▸ Action item
Exactly the lines below from the one with "fetches both collections." up to and including the one with "s.filter = filter;" make up the answer, with nothing else added.
========
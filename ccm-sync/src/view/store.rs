//! View model store
//!
//! Single owner of [`ViewState`]. Every mutation goes through the store and is
//! published to subscribers via a `tokio::sync::watch` channel, so readers
//! always see a consistent snapshot and are woken when it changes.

use ccm_core::domain::task::{Task, TaskMode};
use ccm_core::domain::worker::Worker;
use chrono::Utc;
use std::sync::Arc;
use tokio::sync::watch;
use tracing::debug;

use super::projection::filter_tasks;
use super::state::{Draft, Notice, StatusFilter, ViewState};

/// Which collections a reconciliation actually replaced
#[derive(Debug, Clone, Copy, Default, PartialEq, Eq)]
pub struct ReconcileReport {
    pub tasks_applied: bool,
    pub workers_applied: bool,
}

/// Handle to the view state
///
/// Cheap to clone; all clones share the same state.
#[derive(Debug, Clone)]
pub struct ViewModelStore {
    state: Arc<watch::Sender<ViewState>>,
}

impl ViewModelStore {
    /// Creates an empty store
    pub fn new() -> Self {
        let (tx, _rx) = watch::channel(ViewState::default());
        Self {
            state: Arc::new(tx),
        }
    }

    /// Creates an empty store whose draft targets `project`
    pub fn with_project(project: impl Into<String>) -> Self {
        let store = Self::new();
        let project = project.into();
        store.state.send_modify(|s| s.draft.project = project);
        store
    }

    /// Subscribes to state changes
    pub fn subscribe(&self) -> watch::Receiver<ViewState> {
        self.state.subscribe()
    }

    /// Clone of the current state
    pub fn snapshot(&self) -> ViewState {
        self.state.borrow().clone()
    }

    /// Tasks of the current snapshot matching `filter`
    pub fn filtered_tasks(&self, filter: StatusFilter) -> Vec<Task> {
        filter_tasks(&self.state.borrow().tasks, filter)
    }

    // =============================================================================
    // Reconciliation
    // =============================================================================

    /// Replaces the provided collections wholesale
    ///
    /// `None` means "no fresh snapshot" and keeps what is currently held; it
    /// never clears the view.
    pub fn reconcile(&self, tasks: Option<Vec<Task>>, workers: Option<Vec<Worker>>) {
        self.mutate(|s| {
            let changed = tasks.is_some() || workers.is_some();
            if let Some(tasks) = tasks {
                replace_tasks(s, tasks);
            }
            if let Some(workers) = workers {
                s.workers = Arc::new(workers);
            }
            changed
        });
    }

    /// Applies the results of refresh cycle `cycle`
    ///
    /// A collection is only replaced if no newer cycle has already been
    /// applied to it; results that arrive out of order are dropped. The stale
    /// flag follows the newest cycle seen: it is set if that cycle could not
    /// fetch everything, and cleared once a cycle fetches both collections.
    pub fn reconcile_cycle(
        &self,
        cycle: u64,
        tasks: Option<Vec<Task>>,
        workers: Option<Vec<Worker>>,
    ) -> ReconcileReport {
        let complete = tasks.is_some() && workers.is_some();
        let mut report = ReconcileReport::default();

        self.mutate(|s| {
            if let Some(tasks) = tasks {
                if cycle >= s.sync.tasks_cycle {
                    replace_tasks(s, tasks);
                    s.sync.tasks_cycle = cycle;
                    report.tasks_applied = true;
                } else {
                    debug!(
                        "Dropping tasks from cycle {} (cycle {} already applied)",
                        cycle, s.sync.tasks_cycle
                    );
                }
            }

            if let Some(workers) = workers {
                if cycle >= s.sync.workers_cycle {
                    s.workers = Arc::new(workers);
                    s.sync.workers_cycle = cycle;
                    report.workers_applied = true;
                } else {
                    debug!(
                        "Dropping workers from cycle {} (cycle {} already applied)",
                        cycle, s.sync.workers_cycle
                    );
                }
            }

            if cycle >= s.sync.latest_cycle {
                s.sync.latest_cycle = cycle;
                s.sync.stale = !complete;
                if complete {
                    s.sync.last_synced_at = Some(Utc::now());
                }
            }

            true
        });

        report
    }

    // =============================================================================
    // UI-local state
    // =============================================================================

    pub fn set_filter(&self, filter: StatusFilter) {
        self.mutate(|s| {
            let changed = s.filter != filter;
            s.filter = filter;
            changed
        });
    }

    pub fn set_draft_prompt(&self, prompt: impl Into<String>) {
        let prompt = prompt.into();
        self.mutate(|s| {
            s.draft.prompt = prompt;
            true
        });
    }

    pub fn set_draft_project(&self, project: impl Into<String>) {
        let project = project.into();
        self.mutate(|s| {
            s.draft.project = project;
            true
        });
    }

    pub fn set_draft_mode(&self, mode: TaskMode) {
        self.mutate(|s| {
            let changed = s.draft.mode != mode;
            s.draft.mode = mode;
            changed
        });
    }

    /// Clears the prompt text only if it is still `submitted`
    ///
    /// Project and mode are kept. Text typed while the submission was on the
    /// wire is kept too.
    pub fn clear_submitted_prompt(&self, submitted: &str) {
        self.mutate(|s| {
            if s.draft.prompt != submitted || submitted.is_empty() {
                return false;
            }
            s.draft.prompt.clear();
            true
        });
    }

    pub fn draft(&self) -> Draft {
        self.state.borrow().draft.clone()
    }

    /// Shows a message to the user, replacing the previous one
    pub fn notify(&self, notice: Notice) {
        self.mutate(|s| {
            s.notice = Some(notice);
            true
        });
    }

    pub fn clear_notice(&self) {
        self.mutate(|s| s.notice.take().is_some());
    }

    // =============================================================================
    // Submission flag
    // =============================================================================

    /// Marks a submission as in flight
    ///
    /// Returns `None` if one already is (or the store is closed). The flag is
    /// cleared when the returned guard is dropped, whatever the exit path.
    pub fn begin_submission(&self) -> Option<SubmissionGuard> {
        let acquired = self.state.send_if_modified(|s| {
            if s.submitting || s.closed {
                return false;
            }
            s.submitting = true;
            true
        });

        acquired.then(|| SubmissionGuard {
            store: self.clone(),
        })
    }

    pub fn is_submitting(&self) -> bool {
        self.state.borrow().submitting
    }

    // =============================================================================
    // Teardown
    // =============================================================================

    /// Stops accepting updates
    ///
    /// Results that arrive after this point (e.g. from a request that was
    /// already on the wire) are ignored.
    pub fn close(&self) {
        self.state.send_modify(|s| s.closed = true);
    }

    pub fn is_closed(&self) -> bool {
        self.state.borrow().closed
    }

    fn mutate(&self, f: impl FnOnce(&mut ViewState) -> bool) -> bool {
        self.state.send_if_modified(|s| {
            if s.closed {
                debug!("View model store closed, ignoring update");
                return false;
            }
            f(s)
        })
    }
}

impl Default for ViewModelStore {
    fn default() -> Self {
        Self::new()
    }
}

fn replace_tasks(state: &mut ViewState, tasks: Vec<Task>) {
    state.tasks = Arc::new(tasks);
    state.sync.tasks_revision += 1;
}

/// Clears the in-flight submission flag on drop
#[derive(Debug)]
pub struct SubmissionGuard {
    store: ViewModelStore,
}

impl Drop for SubmissionGuard {
    fn drop(&mut self) {
        self.store.state.send_if_modified(|s| {
            let was_set = s.submitting;
            s.submitting = false;
            was_set
        });
    }
}

#[cfg(test)]
mod tests {
    use super::*;
    use crate::testing::{task, worker};
    use ccm_core::domain::task::TaskStatus;

    #[test]
    fn test_reconcile_replaces_wholesale() {
        let store = ViewModelStore::new();
        store.reconcile(
            Some(vec![task(2, TaskStatus::Queued), task(1, TaskStatus::Running)]),
            Some(vec![worker(1, "busy")]),
        );
        store.reconcile(Some(vec![task(3, TaskStatus::Queued)]), Some(vec![]));

        let state = store.snapshot();
        assert_eq!(state.tasks.len(), 1);
        assert_eq!(state.tasks[0].id.to_string(), "3");
        assert!(state.workers.is_empty());
        assert_eq!(state.sync.tasks_revision, 2);
    }

    #[test]
    fn test_missing_snapshot_keeps_previous_data() {
        let store = ViewModelStore::new();
        store.reconcile(
            Some(vec![
                task(3, TaskStatus::Queued),
                task(2, TaskStatus::Running),
                task(1, TaskStatus::Done),
            ]),
            Some(vec![worker(1, "idle")]),
        );

        store.reconcile(None, None);

        let state = store.snapshot();
        assert_eq!(state.tasks.len(), 3);
        assert_eq!(state.workers.len(), 1);
    }

    #[test]
    fn test_failed_cycle_marks_stale_without_clearing() {
        let store = ViewModelStore::new();
        store.reconcile_cycle(
            1,
            Some(vec![task(1, TaskStatus::Queued)]),
            Some(vec![worker(1, "idle")]),
        );
        let synced_at = store.snapshot().sync.last_synced_at;
        assert!(synced_at.is_some());
        assert!(!store.snapshot().sync.stale);

        store.reconcile_cycle(2, None, Some(vec![worker(1, "busy")]));

        let state = store.snapshot();
        assert!(state.sync.stale);
        assert_eq!(state.tasks.len(), 1);
        assert_eq!(state.workers[0].status.as_str(), "busy");
        assert_eq!(state.sync.last_synced_at, synced_at);

        store.reconcile_cycle(3, Some(vec![]), Some(vec![]));
        assert!(!store.snapshot().sync.stale);
    }

    #[test]
    fn test_out_of_order_cycle_results_are_dropped() {
        let store = ViewModelStore::new();
        let newer = store.reconcile_cycle(
            5,
            Some(vec![task(2, TaskStatus::Running)]),
            Some(vec![worker(1, "busy")]),
        );
        assert!(newer.tasks_applied && newer.workers_applied);

        let older = store.reconcile_cycle(
            4,
            Some(vec![task(2, TaskStatus::Queued)]),
            Some(vec![worker(1, "idle")]),
        );
        assert_eq!(older, ReconcileReport::default());

        let state = store.snapshot();
        assert_eq!(state.tasks[0].status, TaskStatus::Running);
        assert_eq!(state.workers[0].status.as_str(), "busy");
        assert_eq!(state.sync.latest_cycle, 5);
    }

    #[test]
    fn test_subscribers_see_changes() {
        let store = ViewModelStore::new();
        let mut rx = store.subscribe();
        assert!(!rx.has_changed().unwrap());

        store.reconcile(Some(vec![task(1, TaskStatus::Queued)]), None);
        assert!(rx.has_changed().unwrap());
        assert_eq!(rx.borrow_and_update().tasks.len(), 1);

        // Same filter twice is not a change
        store.set_filter(StatusFilter::All);
        assert!(!rx.has_changed().unwrap());
    }

    #[test]
    fn test_filter_is_applied_to_current_snapshot() {
        let store = ViewModelStore::new();
        store.reconcile(Some(vec![task(1, TaskStatus::Queued)]), None);
        store.set_filter(StatusFilter::Only(TaskStatus::Running));

        assert!(store.snapshot().filtered_tasks().is_empty());
        assert_eq!(store.filtered_tasks(StatusFilter::All).len(), 1);
    }

    #[test]
    fn test_submission_guard_is_exclusive_and_clears_on_drop() {
        let store = ViewModelStore::new();

        let guard = store.begin_submission().expect("first submission");
        assert!(store.is_submitting());
        assert!(store.begin_submission().is_none());

        drop(guard);
        assert!(!store.is_submitting());
        assert!(store.begin_submission().is_some());
    }

    #[test]
    fn test_closed_store_ignores_updates() {
        let store = ViewModelStore::new();
        store.reconcile(Some(vec![task(1, TaskStatus::Queued)]), None);
        store.close();

        store.reconcile(Some(vec![]), Some(vec![]));
        store.reconcile_cycle(9, Some(vec![]), None);
        store.notify(Notice::error("late"));

        let state = store.snapshot();
        assert!(state.closed);
        assert_eq!(state.tasks.len(), 1);
        assert!(state.notice.is_none());
        assert!(store.begin_submission().is_none());
    }

    #[test]
    fn test_draft_editing() {
        let store = ViewModelStore::with_project("deepcell");
        store.set_draft_prompt("fix bug");
        store.set_draft_mode(TaskMode::Plan);

        let draft = store.draft();
        assert_eq!(draft.project, "deepcell");
        assert_eq!(draft.prompt, "fix bug");
        assert_eq!(draft.mode, TaskMode::Plan);

        store.clear_submitted_prompt("fix bug");
        let draft = store.draft();
        assert!(draft.prompt.is_empty());
        assert_eq!(draft.project, "deepcell");
    }

    #[test]
    fn test_clear_submitted_prompt_keeps_newer_text() {
        let store = ViewModelStore::new();
        store.set_draft_prompt("second");

        store.clear_submitted_prompt("first");
        assert_eq!(store.draft().prompt, "second");

        store.clear_submitted_prompt("second");
        assert!(store.draft().prompt.is_empty());
    }
}
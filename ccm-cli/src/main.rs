//! CC Manager CLI
//!
//! Command-line front end for a CC Manager task server: watch the queue live,
//! submit tasks, and inspect tasks and workers.

mod commands;
mod config;
mod render;

use anyhow::Result;
use clap::Parser;
use commands::{Commands, handle_command};
use config::Config;
use tracing_subscriber::{layer::SubscriberExt, util::SubscriberInitExt};

#[derive(Parser)]
#[command(name = "ccm")]
#[command(about = "CC Manager task queue CLI", long_about = None)]
struct Cli {
    /// Task server URL [env: CCM_SERVER_URL, default: http://localhost:8080]
    #[arg(long)]
    server_url: Option<String>,

    /// Milliseconds between refreshes in watch mode [env: CCM_POLL_INTERVAL_MS]
    #[arg(long)]
    poll_interval_ms: Option<u64>,

    /// Maximum number of tasks fetched per refresh [env: CCM_TASK_LIMIT]
    #[arg(long)]
    task_limit: Option<usize>,

    /// Seconds before a single request is abandoned [env: CCM_REQUEST_TIMEOUT_SECS]
    #[arg(long)]
    timeout_secs: Option<u64>,

    /// Project new tasks are submitted to [env: CCM_PROJECT]
    #[arg(long)]
    project: Option<String>,

    #[command(subcommand)]
    command: Commands,
}

#[tokio::main]
async fn main() -> Result<()> {
    // Logs go to stderr so rendered output on stdout stays clean
    tracing_subscriber::registry()
        .with(
            tracing_subscriber::EnvFilter::try_from_default_env()
                .unwrap_or_else(|_| "ccm=info".into()),
        )
        .with(tracing_subscriber::fmt::layer().with_writer(std::io::stderr))
        .init();

    let cli = Cli::parse();

    let config = Config {
        server_url: cli.server_url,
        poll_interval_ms: cli.poll_interval_ms,
        task_limit: cli.task_limit,
        timeout_secs: cli.timeout_secs,
        project: cli.project,
    };

    handle_command(cli.command, &config).await
}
========
▸ Task solution
    /// fetch everything, and cleared once a cycle fetches both collections.
    pub fn reconcile_cycle(
        &self,
        cycle: u64,
        tasks: Option<Vec<Task>>,
        workers: Option<Vec<Worker>>,
    ) -> ReconcileReport {
        let complete = tasks.is_some() && workers.is_some();
        let mut report = ReconcileReport::default();

        self.mutate(|s| {
            if let Some(tasks) = tasks {
                if cycle >= s.sync.tasks_cycle {
                    replace_tasks(s, tasks);
                    s.sync.tasks_cycle = cycle;
                    report.tasks_applied = true;
                } else {
                    debug!(
                        "Dropping tasks from cycle {} (cycle {} already applied)",
                        cycle, s.sync.tasks_cycle
                    );
                }
            }

            if let Some(workers) = workers {
                if cycle >= s.sync.workers_cycle {
                    s.workers = Arc::new(workers);
                    s.sync.workers_cycle = cycle;
                    report.workers_applied = true;
                } else {
                    debug!(
                        "Dropping workers from cycle {} (cycle {} already applied)",
                        cycle, s.sync.workers_cycle
                    );
                }
            }

            if cycle >= s.sync.latest_cycle {
                s.sync.latest_cycle = cycle;
                s.sync.stale = !complete;
                if complete {
                    s.sync.last_synced_at = Some(Utc::now());
                }
            }

            true
        });

        report
    }

    // =============================================================================
    // UI-local state
    // =============================================================================

    pub fn set_filter(&self, filter: StatusFilter) {
        self.mutate(|s| {
            let changed = s.filter != filter;
            s.filter = filter;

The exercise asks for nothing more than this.